I don’t believe much of anything that doesn’t have some evidence to go along with it. Maybe I have issues with authority, or maybe I’m too well-trained as a scientist, but sometimes I don’t even believe evidence provided by other people. I like to test things myself.
The garden is my experimental lab. I tested the ‘potato towers grow twenty times more potatoes’ theory, twice, and now definitively believe that the only advantage of potato towers is ease of harvest.
Two years ago, I sought proof for the garlic growing wisdom that one should remove the scape for the garlic plant to produce a bigger bulb. I planted a large patch of seed garlic. I split the patch down the middle and removed half the garlic scapes for cooking – they usually come up in early June – and left the rest as is.
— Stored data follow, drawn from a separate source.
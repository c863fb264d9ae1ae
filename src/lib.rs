//! Bind a config struct to environment variables, persist it as a flat
//! `NAME=value` file, and let users review and edit it on the terminal.
//!
//! ```ignore
//! #[derive(Config, Serialize)]
//! struct AppConfig {
//!     #[config(env = "FPG")]
//!     flits_per_gazeebop: i32,
//!     #[config(env = "CONVERSION_RATE", default = 2.5)]
//!     conversion_rate: f32,
//!     #[config(env = "ACCESS_KEY")]
//!     access_key: String,
//! }
//!
//! impl EnvConfig for AppConfig {
//!     const SECRETS: &'static [(&'static str, &'static str)] = &[("access_key", "hide")];
//!
//!     fn field_mut(&mut self, field: &str) -> Option<FieldMut<'_>> {
//!         Some(match field {
//!             "flits_per_gazeebop" => (&mut self.flits_per_gazeebop).into(),
//!             "conversion_rate" => (&mut self.conversion_rate).into(),
//!             "access_key" => (&mut self.access_key).into(),
//!             _ => return None,
//!         })
//!     }
//! }
//!
//! let path = Path::new("example.env");
//! let mut config: AppConfig = envfig::load(path)?;
//! envfig::edit(&mut config)?;
//! envfig::save(path, &config)?;
//! ```
//!
//! # Design: struct as source of truth
//!
//! Your config struct (via confique's `Config` derive) declares everything:
//!
//! - **`#[config(env = "NAME")]`** binds a top-level field to a variable. Only
//!   bound fields are listed, edited, and saved.
//! - **`#[config(default = ...)]`** provides the value used when neither the
//!   environment nor the env file sets one.
//! - **`Option<T>` fields** may stay unset. Fields without `Option` and without
//!   a default must be provided or loading fails.
//! - **[`EnvConfig::SECRETS`]** marks fields as hidden or masked. Hidden values
//!   are never echoed; masked values are echoed as `*`.
//!
//! - **[`EnvConfig::field_mut`]** hands out a [`FieldMut`] for each field that
//!   may be written. Edits go through it, one field at a time.
//!
//! Fields are read by serializing the struct, so field kinds come from the
//! declared types. `String`, `bool`, every integer width and both float
//! widths can be edited. Other kinds are listed and saved but not editable.
//!
//! # Load, edit, save
//!
//! ```text
//! env file ──import──▶ process env ──confique──▶ struct ──▶ process env
//!                                                  │
//!                                        edit dialog (bounded)
//!                                                  │
//!                       env file ◀──save── struct ──▶ process env
//! ```
//!
//! Variables already set in the environment win over the env file. Loading
//! and saving both mirror the bound values back into the environment; unset
//! optional values remove the variable.
//!
//! The edit dialog prompts once per bound field, then asks `Done`. It repeats
//! until the user answers `y`, or fails with
//! [`EnvfigError::TooManyAttempts`] after the configured number of passes.
//!
//! # Core library, no CLI framework required
//!
//! [`EnvfigBuilder`] and [`ConfigAction`] drive everything without clap. The
//! optional `clap` feature (on by default) adds [`EnvfigArgs`]; the optional
//! `terminal` feature (on by default) adds the crossterm-based
//! [`TerminalPrompter`]. Any other front end can implement [`Prompter`].
//!
//! # Error handling
//!
//! All fallible operations return [`EnvfigError`]. Values that fail to parse
//! during an edit pass are logged through `tracing` and left unchanged.

pub mod error;
pub mod types;

mod binding;
mod builder;
mod capture;
#[cfg(feature = "clap")]
mod cli;
mod codec;
mod edit;
mod env;
mod file;
mod introspect;
mod load;
mod mutate;
mod ops;
mod persist;
mod prompt;
#[cfg(feature = "terminal")]
mod terminal;

#[cfg(test)]
mod fixtures;

pub use binding::{Binding, BindingTag, EnvConfig, FieldMut, bindings};
pub use builder::{Envfig, EnvfigBuilder};
#[cfg(feature = "clap")]
pub use cli::EnvfigArgs;
pub use codec::{ConfigMap, apply, config_map, encode};
pub use edit::{DEFAULT_MAX_ATTEMPTS, edit_config};
pub use env::{EnvVarError, Environment, MemoryEnv, ProcessEnv};
pub use error::{EnvVarFailure, EnvfigError};
pub use introspect::fields;
pub use load::{import_dotenv, load};
pub use mutate::set_field;
#[cfg(feature = "terminal")]
pub use ops::edit;
pub use ops::{ConfigResult, list_fields, save, save_with};
pub use persist::{save_map, write_config_file};
pub use prompt::{ChoicePrompt, PromptError, Prompter, TextPrompt};
#[cfg(feature = "terminal")]
pub use terminal::{ChoiceInput, KeyOutcome, LineInput, TerminalPrompter};
pub use types::{
    ConfigAction, FieldDescriptor, FieldValue, FileLocation, MASK_GLYPH, SecrecyMode, ValueKind,
};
They grew beautiful flowers. At harvest time, we saw clearly that the plants with scapes removed produced bigger bulbs.
2014 Garden Experiments
This year, I’ve set up trials to answer these garden-related questions:
- Which is better for production – organic seed garlic from out of state or high quality, locally grown garlic? I planted three varieties of garlic from multiple producers to answer this question. I am running the trial in two separate locations to eliminate location variables.
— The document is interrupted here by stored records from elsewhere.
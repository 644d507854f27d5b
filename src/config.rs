use log::Level;

#[cfg(debug_assertions)]
pub fn log_level() -> Level {
    Level::Debug  // Verbose fit-pass logging while developing locally
}

#[cfg(not(debug_assertions))]
pub fn log_level() -> Level {
    Level::Info
}

/// Viewport width at which the mobile menu collapses back into the header.
pub const NAV_COLLAPSE_BREAKPOINT_PX: f64 = 900.0;

/// Knobs for the background-fit pass.
#[derive(Clone, Debug, PartialEq)]
pub struct FitConfig {
    /// Selector for sections that carry a background image.
    pub section_selector: &'static str,
    /// Custom property holding the raw `url(...)` declaration.
    pub url_property: &'static str,
    /// Class toggled on the document element when any image falls short.
    pub disabled_class: &'static str,
    /// A section is clipped when `rendered + tolerance < section height`.
    /// Absorbs sub-pixel rounding in layout.
    pub clip_tolerance_px: f64,
}

impl Default for FitConfig {
    fn default() -> Self {
        Self {
            section_selector: ".photo-section.has-image",
            url_property: "--section-bg-url",
            disabled_class: "background-images-disabled",
            clip_tolerance_px: 1.0,
        }
    }
}
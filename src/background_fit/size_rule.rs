use super::{NaturalSize, RegionBox};

/// One component of an explicit `background-size` pair.
#[derive(Clone, Copy, Debug, PartialEq)]
pub enum SizeToken {
    Auto,
    Px(f64),
    Percent(f64),
}

impl SizeToken {
    /// Anything that is neither a pixel length nor a percentage is `Auto`.
    pub fn parse(raw: &str) -> Self {
        let raw = raw.trim();
        if let Some(number) = raw.strip_suffix("px") {
            if let Ok(value) = number.trim().parse::<f64>() {
                if value.is_finite() {
                    return SizeToken::Px(value);
                }
            }
        } else if let Some(number) = raw.strip_suffix('%') {
            if let Ok(value) = number.trim().parse::<f64>() {
                if value.is_finite() {
                    return SizeToken::Percent(value);
                }
            }
        }
        SizeToken::Auto
    }

    /// Percentages resolve against `basis`, the section's extent on this axis.
    pub fn resolve(self, basis: f64) -> Option<f64> {
        match self {
            SizeToken::Auto => None,
            SizeToken::Px(value) => Some(value),
            SizeToken::Percent(value) => Some(value / 100.0 * basis),
        }
    }
}

/// A single `background-size` layer.
#[derive(Clone, Copy, Debug, PartialEq)]
pub enum BackgroundSize {
    Cover,
    Contain,
    Explicit { width: SizeToken, height: SizeToken },
}

impl BackgroundSize {
    pub fn parse(layer: &str) -> Self {
        let mut parts = layer.split_whitespace();
        let first = parts.next().unwrap_or("auto");
        let second = parts.next();

        if second.is_none() {
            if first.eq_ignore_ascii_case("cover") {
                return BackgroundSize::Cover;
            }
            if first.eq_ignore_ascii_case("contain") {
                return BackgroundSize::Contain;
            }
        }

        BackgroundSize::Explicit {
            width: SizeToken::parse(first),
            height: second.map(SizeToken::parse).unwrap_or(SizeToken::Auto),
        }
    }

    /// Height in CSS pixels at which the image is painted inside `region`.
    pub fn rendered_height(&self, region: RegionBox, natural: NaturalSize) -> f64 {
        match *self {
            BackgroundSize::Cover | BackgroundSize::Contain => {
                let width_scale = region.width / natural.width;
                let height_scale = region.height / natural.height;
                let scale = if *self == BackgroundSize::Cover {
                    width_scale.max(height_scale)
                } else {
                    width_scale.min(height_scale)
                };
                natural.height * scale
            }
            BackgroundSize::Explicit { width, height } => {
                if let Some(height) = height.resolve(region.height) {
                    return height;
                }
                if let Some(width) = width.resolve(region.width) {
                    return width * (natural.height / natural.width);
                }
                natural.height
            }
        }
    }
}

/// Only the last layer of a multi-layer `background-size` is painted on top,
/// so that is the one that matters. `None` when the value is blank.
pub fn effective_layer(computed: &str) -> Option<&str> {
    let layer = computed.rsplit(',').next()?.trim();
    if layer.is_empty() {
        None
    } else {
        Some(layer)
    }
}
- Are seed potatoes worth the cost? Organic culinary potatoes sprout readily and have grown well for me before. I question whether $6/pound seed potatoes are any better than sprouted $2/pound organic grocery potatoes. Because of the availability of seed stock, I wasn’t able to choose varieties to directly compare but we can still measure yield from the four varieties planted (one seed stock, one grocery store and two saved over from last year’s planting).
- Can I grow artichokes in Ohio? If so, where? I grew four varieties of artichoke from seed and am planting them in locations around the garden including in the hoop house, the hugelkultur, and in regular beds. Alex and I fondly remember artichokes from our year living in Monterey, California and we would love to have a source of fresh artichokes again.
Experimenting in the garden excites me and gives me a chance to explore my limits while learning new things to pass on to others.
What are your garden experiments this year?